El tiempo del Papa Francisco no es para la Curia ni siquiera para la Iglesia entendida como institución jerárquica. Y mucho menos, para el Vaticano. Su tiempo es para los fieles, a los que mima, quiere, abraza, con los que se mezcla y comparte y a los que habla, no desde la cátedra, sino desde el púlpito. Con una comunicación de masas e individualizada. Mira a los ojos de las personas que lo saludan y llama por teléfono a personas concretas, con nombres y apellidos.
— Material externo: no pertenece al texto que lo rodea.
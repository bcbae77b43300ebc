//! Internal page items: fixed-size `(separator tid, child block)` pairs,
//! plus the rightmost-≤-key binary search that drives descent.

use crate::page::Page;
use crate::tid::{BlockNumber, Tid};

/// One downlink: `tid` is the separator key, `child` the page it roots.
/// Every key on `child` is `>= tid` (and `< ` the next item's tid, or the
/// page's `hikey` for the last item).
#[derive(Debug, Clone, Copy, PartialEq, Eq)]
pub struct InternalItem {
    pub tid: Tid,
    pub child: BlockNumber,
}

const ENCODED_LEN: usize = 10;

impl InternalItem {
    pub fn new(tid: Tid, child: BlockNumber) -> Self {
        InternalItem { tid, child }
    }

    pub fn encode(&self) -> [u8; ENCODED_LEN] {
        let mut out = [0u8; ENCODED_LEN];
        out[0..4].copy_from_slice(&self.tid.block.to_le_bytes());
        out[4..6].copy_from_slice(&self.tid.offset.to_le_bytes());
        out[6..10].copy_from_slice(&self.child.to_le_bytes());
        out
    }

    pub fn decode(bytes: &[u8]) -> Self {
        let block = u32::from_le_bytes(bytes[0..4].try_into().unwrap());
        let offset = u16::from_le_bytes(bytes[4..6].try_into().unwrap());
        let child = u32::from_le_bytes(bytes[6..10].try_into().unwrap());
        InternalItem { tid: Tid::new(block, offset), child }
    }
}

/// Read every item off an internal page, in their on-page (and therefore
/// key-sorted) order.
pub fn read_items(page: &Page) -> Vec<InternalItem> {
    page.items().map(InternalItem::decode).collect()
}

/// Append a downlink to an internal page, returning the assigned offset,
/// or `None` if it doesn't fit.
pub fn append_item(page: &mut Page, item: InternalItem) -> Option<u16> {
    page.add_item(&item.encode())
}

/// Find the downlink to follow for `target`: the rightmost item whose key
/// is `<= target`. When several items share that key (can happen
/// transiently while a split's downlink insertion races a concurrent
/// descender), ties break to the leftmost of them, matching the original
/// implementation's contract that the leftmost downlink for a key is
/// always the authoritative one mid-split.
///
/// Panics if `items` is empty or `target` is less than `items[0].tid`;
/// callers are expected to have already bracketed `target` against the
/// page's `lokey`/`hikey`.
pub fn binsrch_internal(items: &[InternalItem], target: Tid) -> usize {
    assert!(!items.is_empty(), "internal page has no items to search");
    assert!(target >= items[0].tid, "target precedes the page's lokey");

    let mut lo = 0usize;
    let mut hi = items.len(); // exclusive
    while lo + 1 < hi {
        let mid = lo + (hi - lo) / 2;
        if items[mid].tid <= target {
            lo = mid;
        } else {
            hi = mid;
        }
    }

    let key = items[lo].tid;
    while lo > 0 && items[lo - 1].tid == key {
        lo -= 1;
    }
    lo
}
Relación directa y cálida de un Papa que encarna como nadie la Iglesia «madre».
Francisco ha dejado la cátedra del magisterio extraordinario y definitivo (excepto la publicación de la encíclica 'Lumen Fidei', obra de Ratzinger, firmada por Bergoglio, en un signo elocuente de humildad y de deferencia), para pasarse al púlpito del Papa párroco. Éste es un Papa que pasa su tiempo predicando. Desde por la mañana, en su homilía de la misa diaria en la capilla de Santa Marta. Y predica con todo su cuerpo: palabras y gestos.
Un Papa que dedica su tiempo a hablar sobre una lista precisa de temas: pobreza, perdón, colegialidad, santidad, comunión, ternura de Dios, misericordia, esperanza, amor, salir a las fronteras existenciales, no tener miedo al Dios que siempre perdona y siempre nos "primerea". Y a sacudirse el rigorismo doctrinal de los «obsesionados» con la moral sexual.
Y, cuando predica, lo hace a la manera de un cura de pueblo, que conoce perfectamente a sus "ovejas" y comparte con ellas sus alegrías, sus penas, sus miedos y sus esperanzas. No pontifica, no pretende tener la última palabra sobre todo lo que dice. Sólo pretende abrir un nuevo tiempo: el tiempo del diálogo fraterno. A fondo, sin condiciones y, sobre todo, sin imposiciones.
El nuevo estilo del Papa se basa, asimismo, en su novedosa utilización del espacio, escenificado simbólica y realmente en el "abandono" del Palacio pontificio. El llamado "Apartamento" papal se ha quedado vacío y Francisco sólo utiliza alguna de sus estancias para las recepciones oficiales de personalidades. El Palacio vacío, reconvertido en oficina ocasional simboliza un cambio de ciclo y de era.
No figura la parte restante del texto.